Updated Guidelines on the contents of the documentation
The Slovak Ministry of Finance announced new guidelines defining the contents and scopes of transfer pricing documentation. The main change is the incorporation of the concept of a significant controlled transaction (following the amendment to the Income Tax Act) into Guidelines. This change will reduce significantly the number of taxpayers required to prepare and keep transfer pricing documentation in shortened simplified form.
In simple terms, the taxpayer will not be obliged to prepare transfer documentation for relevant insignificant transactions (less than EUR 10,000) in sense of the new definition of significance.
According to the updated Guidelines, taxpayers are not even required to prepare and keep documentation in shortened simplified form if transactions cannot be considered as significant in sense of definition of materiality according to the Accounting Act in the and meantime one of the conditions should be met in a given tax period as follows:
a) taxpayer did not report a tax loss in financial year;
b) did not apply the tax loss deduction or
c) applied the specific tax rate of 15% (taxpayers whose turnover for a maximum of 12 previous consecutive calendar months did not reach EUR 49,790)

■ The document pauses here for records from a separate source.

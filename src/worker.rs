//! Camera worker thread.
//!
//! The worker exclusively owns one [`CameraDevice`] and services the
//! command/response protocol from its own OS thread, so slow device I/O
//! never stalls the caller. It runs a small lifecycle state machine:
//!
//! ```text
//! Unopened -> Opening -> Idle <-> Recording -> Closed
//!                  \________________________-> Faulted
//! ```
//!
//! Streaming is not a worker state; a stream is the controller re-submitting
//! `Snap` on its own cadence. The worker handles exactly one command at a
//! time, start to finish, which makes response order match command order.
//!
//! Protocol violations (command signal raised over an empty queue, response
//! queue full on push) are tolerated once; a second consecutive violation
//! faults the worker.

use crate::config::RecordingSettings;
use crate::hardware::CameraDevice;
use crate::protocol::{Command, Response, WorkerChannels};
use crate::recording::RecordingSession;
use std::sync::Arc;
use std::thread::JoinHandle;
use std::time::Duration;
use tracing::{debug, error, info, warn};

// Wait slice for the command signal; timeouts just re-arm the wait.
const COMMAND_POLL: Duration = Duration::from_millis(200);

// Consecutive protocol violations tolerated before faulting.
const MAX_VIOLATIONS: u32 = 2;

/// Lifecycle states of a camera worker.
#[derive(Debug, Clone, Copy, PartialEq, Eq)]
pub enum CameraState {
    /// Constructed, device not yet opened.
    Unopened,
    /// Device open in progress.
    Opening,
    /// Device open, ready for commands.
    Idle,
    /// Device open and a recording session is active.
    Recording,
    /// Graceful shutdown complete. Terminal.
    Closed,
    /// Unrecoverable protocol or open failure. Terminal.
    Faulted,
}

/// Worker owning one camera device and one end of the protocol channels.
pub struct CameraWorker {
    device: Box<dyn CameraDevice>,
    channels: Arc<WorkerChannels>,
    recording: RecordingSettings,
    session: Option<RecordingSession>,
    state: CameraState,
    fps_hint: u32,
    violations: u32,
}

impl CameraWorker {
    /// Build a worker around an unopened device.
    pub fn new(
        device: Box<dyn CameraDevice>,
        channels: Arc<WorkerChannels>,
        recording: RecordingSettings,
    ) -> Self {
        Self {
            device,
            channels,
            recording,
            session: None,
            state: CameraState::Unopened,
            fps_hint: 0,
            violations: 0,
        }
    }

    /// Spawn the worker on a named thread and return its handle.
    ///
    /// # Errors
    /// Returns an error when the OS refuses to spawn the thread.
    pub fn spawn(
        device: Box<dyn CameraDevice>,
        channels: Arc<WorkerChannels>,
        recording: RecordingSettings,
    ) -> std::io::Result<JoinHandle<()>> {
        let worker = Self::new(device, channels, recording);
        std::thread::Builder::new()
            .name("camera-worker".into())
            .spawn(move || worker.run())
    }

    /// Current lifecycle state.
    pub fn state(&self) -> CameraState {
        self.state
    }

    /// Open the device and service commands until a terminal state.
    pub fn run(mut self) {
        self.state = CameraState::Opening;
        let kind = self.device.device_kind();
        match self.device.open() {
            Ok(()) => {
                info!(kind, "camera worker ready");
                self.state = CameraState::Idle;
                self.respond(Response::Ready);
            }
            Err(err) => {
                error!(kind, error = %err, "device open failed");
                self.respond(Response::NotReady(err.to_string()));
                self.state = CameraState::Faulted;
                return;
            }
        }

        while !self.is_terminal() {
            if !self.channels.command_ready.wait_timeout(COMMAND_POLL) {
                continue;
            }
            // Clear before draining so a command pushed during the drain
            // re-raises the signal instead of being lost.
            self.channels.command_ready.clear();

            match self.channels.commands.pop() {
                Ok(first) => {
                    self.violations = 0;
                    self.dispatch(first);
                    // Commands queued behind the first are already ours.
                    while !self.is_terminal() {
                        match self.channels.commands.pop() {
                            Ok(command) => self.dispatch(command),
                            Err(_) => break,
                        }
                    }
                }
                Err(_) => self.record_violation("command signal raised over empty queue"),
            }
        }
    }

    fn is_terminal(&self) -> bool {
        matches!(self.state, CameraState::Closed | CameraState::Faulted)
    }

    fn dispatch(&mut self, command: Command) {
        debug!(state = ?self.state, command = ?command_label(&command), "handling command");
        match command {
            Command::Snap => self.handle_snap(),
            Command::StartRecording => self.handle_start_recording(),
            Command::StopRecording => self.handle_stop_recording(),
            Command::SetExposure(ms) => self.handle_set_exposure(ms),
            Command::SetFps(fps) => {
                self.fps_hint = fps;
                self.respond(Response::FpsValue(self.fps_hint));
            }
            Command::QueryFps => self.respond(Response::FpsValue(self.fps_hint)),
            Command::Stop => self.handle_stop(),
        }
    }

    fn handle_snap(&mut self) {
        match self.device.capture_frame() {
            Some(frame) => {
                if let Some(session) = self.session.as_mut() {
                    session.push_frame(frame.clone());
                }
                self.respond(Response::Frame(frame));
            }
            None => {
                // One bad frame must not kill the worker.
                warn!("device delivered no frame");
                self.respond(Response::NotReady("no frame delivered".into()));
            }
        }
    }

    fn handle_start_recording(&mut self) {
        if self.session.is_some() {
            self.respond(Response::NotReady("already recording".into()));
            return;
        }
        let fps = (self.fps_hint > 0).then_some(self.fps_hint);
        match RecordingSession::start(&self.recording, fps) {
            Ok(session) => {
                info!(path = %session.path().display(), "recording session started");
                self.session = Some(session);
                self.state = CameraState::Recording;
                self.respond(Response::Ready);
            }
            Err(err) => {
                error!(error = %err, "recording could not start");
                self.respond(Response::NotReady(err.to_string()));
            }
        }
    }

    fn handle_stop_recording(&mut self) {
        self.finalize_recording();
        if self.state == CameraState::Recording {
            self.state = CameraState::Idle;
        }
        self.respond(Response::Stopped);
    }

    fn handle_stop(&mut self) {
        // Stop always wins: the recording is made playable before the
        // device goes away and the terminal response is sent.
        self.finalize_recording();
        self.device.close();
        self.state = CameraState::Closed;
        self.respond(Response::Stopped);
        info!("camera worker stopped");
    }

    fn finalize_recording(&mut self) {
        if let Some(session) = self.session.take() {
            match session.finish() {
                Ok(summary) => info!(
                    path = %summary.path.display(),
                    frames_written = summary.frames_written,
                    frames_dropped = summary.frames_dropped,
                    "recording finalized"
                ),
                Err(err) => error!(error = %err, "recording finalization failed"),
            }
        }
    }

    fn handle_set_exposure(&mut self, ms: u32) {
        if self.device.set_exposure(ms) {
            self.respond(Response::ExposureAck(self.device.exposure()));
        } else {
            self.respond(Response::ExposureRejected);
        }
    }

    fn respond(&mut self, response: Response) {
        let label = response.label();
        if self.channels.send_response(response).is_err() {
            self.record_violation("response queue full");
        } else {
            debug!(response = label, "response sent");
        }
    }

    fn record_violation(&mut self, message: &str) {
        self.violations += 1;
        warn!(
            violations = self.violations,
            message, "protocol violation observed"
        );
        if self.violations >= MAX_VIOLATIONS {
            self.fault(message);
        }
    }

    fn fault(&mut self, message: &str) {
        error!(message, "camera worker faulted");
        // Best effort: the channel may itself be the problem.
        let _ = self
            .channels
            .send_response(Response::Fault(message.to_string()));
        self.finalize_recording();
        self.device.close();
        self.state = CameraState::Faulted;
    }
}

fn command_label(command: &Command) -> &'static str {
    match command {
        Command::Snap => "Snap",
        Command::StartRecording => "StartRecording",
        Command::StopRecording => "StopRecording",
        Command::SetExposure(_) => "SetExposure",
        Command::SetFps(_) => "SetFps",
        Command::QueryFps => "QueryFps",
        Command::Stop => "Stop",
    }
}

#[cfg(test)]
mod tests {
    use super::*;
    use crate::config::WorkerSettings;
    use crate::hardware::simulated::{SimulatedCamera, SIM_HEIGHT, SIM_WIDTH};
    use crate::recording::VideoEncoder;
    use std::time::Instant;
    use tempfile::TempDir;

    fn recording_into(dir: &TempDir) -> RecordingSettings {
        RecordingSettings {
            output_dir: dir.path().to_path_buf(),
            ..RecordingSettings::default()
        }
    }

    fn fast_camera() -> Box<dyn CameraDevice> {
        let mut camera = SimulatedCamera::new();
        camera.set_exposure(1);
        Box::new(camera)
    }

    struct Harness {
        channels: Arc<WorkerChannels>,
        handle: JoinHandle<()>,
    }

    impl Harness {
        fn start(recording: RecordingSettings) -> Self {
            let channels = WorkerChannels::new(&WorkerSettings::default());
            let handle =
                CameraWorker::spawn(fast_camera(), Arc::clone(&channels), recording).unwrap();
            let harness = Self { channels, handle };
            assert_eq!(harness.await_response(), Response::Ready);
            harness
        }

        fn submit(&self, command: Command) -> Response {
            self.channels.send_command(command).unwrap();
            self.await_response()
        }

        fn await_response(&self) -> Response {
            assert!(
                self.channels
                    .response_ready
                    .wait_timeout(Duration::from_secs(2)),
                "no response within deadline"
            );
            self.channels.response_ready.clear();
            self.channels.responses.pop().unwrap()
        }

        fn shutdown(self) {
            assert_eq!(self.submit(Command::Stop), Response::Stopped);
            self.handle.join().unwrap();
        }
    }

    #[test]
    fn snap_returns_configured_geometry_within_a_second() {
        let dir = TempDir::new().unwrap();
        let harness = Harness::start(recording_into(&dir));
        let started = Instant::now();
        match harness.submit(Command::Snap) {
            Response::Frame(frame) => {
                assert_eq!(frame.width, SIM_WIDTH);
                assert_eq!(frame.height, SIM_HEIGHT);
                assert!(started.elapsed() < Duration::from_secs(1));
            }
            other => panic!("expected frame, got {other:?}"),
        }
        harness.shutdown();
    }

    #[test]
    fn responses_match_commands_in_order() {
        let dir = TempDir::new().unwrap();
        let harness = Harness::start(recording_into(&dir));
        let commands = [
            Command::SetExposure(10),
            Command::QueryFps,
            Command::Snap,
            Command::SetFps(24),
            Command::QueryFps,
        ];
        let mut responses = Vec::new();
        for command in commands {
            responses.push(harness.submit(command));
        }
        assert_eq!(responses.len(), 5);
        assert_eq!(responses[0], Response::ExposureAck(10));
        assert_eq!(responses[1], Response::FpsValue(0));
        assert!(matches!(responses[2], Response::Frame(_)));
        assert_eq!(responses[3], Response::FpsValue(24));
        assert_eq!(responses[4], Response::FpsValue(24));
        harness.shutdown();
    }

    #[test]
    fn out_of_range_exposure_leaves_state_untouched() {
        let dir = TempDir::new().unwrap();
        let harness = Harness::start(recording_into(&dir));
        assert_eq!(harness.submit(Command::SetFps(15)), Response::FpsValue(15));
        assert_eq!(
            harness.submit(Command::SetExposure(5000)),
            Response::ExposureRejected
        );
        // The rejected exposure does not disturb the stored fps.
        assert_eq!(harness.submit(Command::QueryFps), Response::FpsValue(15));
        harness.shutdown();
    }

    #[test]
    fn stop_recording_when_idle_is_a_noop() {
        let dir = TempDir::new().unwrap();
        let harness = Harness::start(recording_into(&dir));
        assert_eq!(harness.submit(Command::StopRecording), Response::Stopped);
        harness.shutdown();
        assert_eq!(std::fs::read_dir(dir.path()).unwrap().count(), 0);
    }

    #[test]
    fn double_start_recording_is_rejected() {
        let dir = TempDir::new().unwrap();
        let harness = Harness::start(recording_into(&dir));
        assert_eq!(harness.submit(Command::StartRecording), Response::Ready);
        assert!(matches!(
            harness.submit(Command::StartRecording),
            Response::NotReady(reason) if reason.contains("already")
        ));
        assert_eq!(harness.submit(Command::StopRecording), Response::Stopped);
        harness.shutdown();
    }

    #[test]
    fn stop_while_recording_finalizes_the_file_first() {
        if !VideoEncoder::is_available() {
            eprintln!("skipping: ffmpeg not on PATH");
            return;
        }
        let dir = TempDir::new().unwrap();
        let harness = Harness::start(recording_into(&dir));
        assert_eq!(harness.submit(Command::StartRecording), Response::Ready);
        for _ in 0..3 {
            assert!(matches!(harness.submit(Command::Snap), Response::Frame(_)));
        }
        harness.shutdown();
        let files: Vec<_> = std::fs::read_dir(dir.path())
            .unwrap()
            .map(|entry| entry.unwrap().path())
            .collect();
        assert_eq!(files.len(), 1);
        assert!(files[0]
            .file_name()
            .unwrap()
            .to_string_lossy()
            .starts_with("test_video_"));
        assert!(files[0].metadata().unwrap().len() > 0);
    }

    #[test]
    fn two_empty_signals_fault_the_worker() {
        let dir = TempDir::new().unwrap();
        let harness = Harness::start(recording_into(&dir));
        // Raise the command signal twice without queueing anything.
        harness.channels.command_ready.set();
        std::thread::sleep(Duration::from_millis(50));
        harness.channels.command_ready.set();
        assert!(matches!(harness.await_response(), Response::Fault(_)));
        harness.handle.join().unwrap();
    }
}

However, increased documentation requirements and the obligation to keep documentation even for insignificant transactions should be applied in cases where, for example, the taxpayer applies for APA, obtains tax relief or perform transactions with non-cooperative jurisdictions.
Reporting documentation obligation for such a controlled transaction will be fulfilled by a properly completed income tax return for the relevant tax period.
These Guidelines have effect for tax periods beginning on 31 December 2022 and subsequently.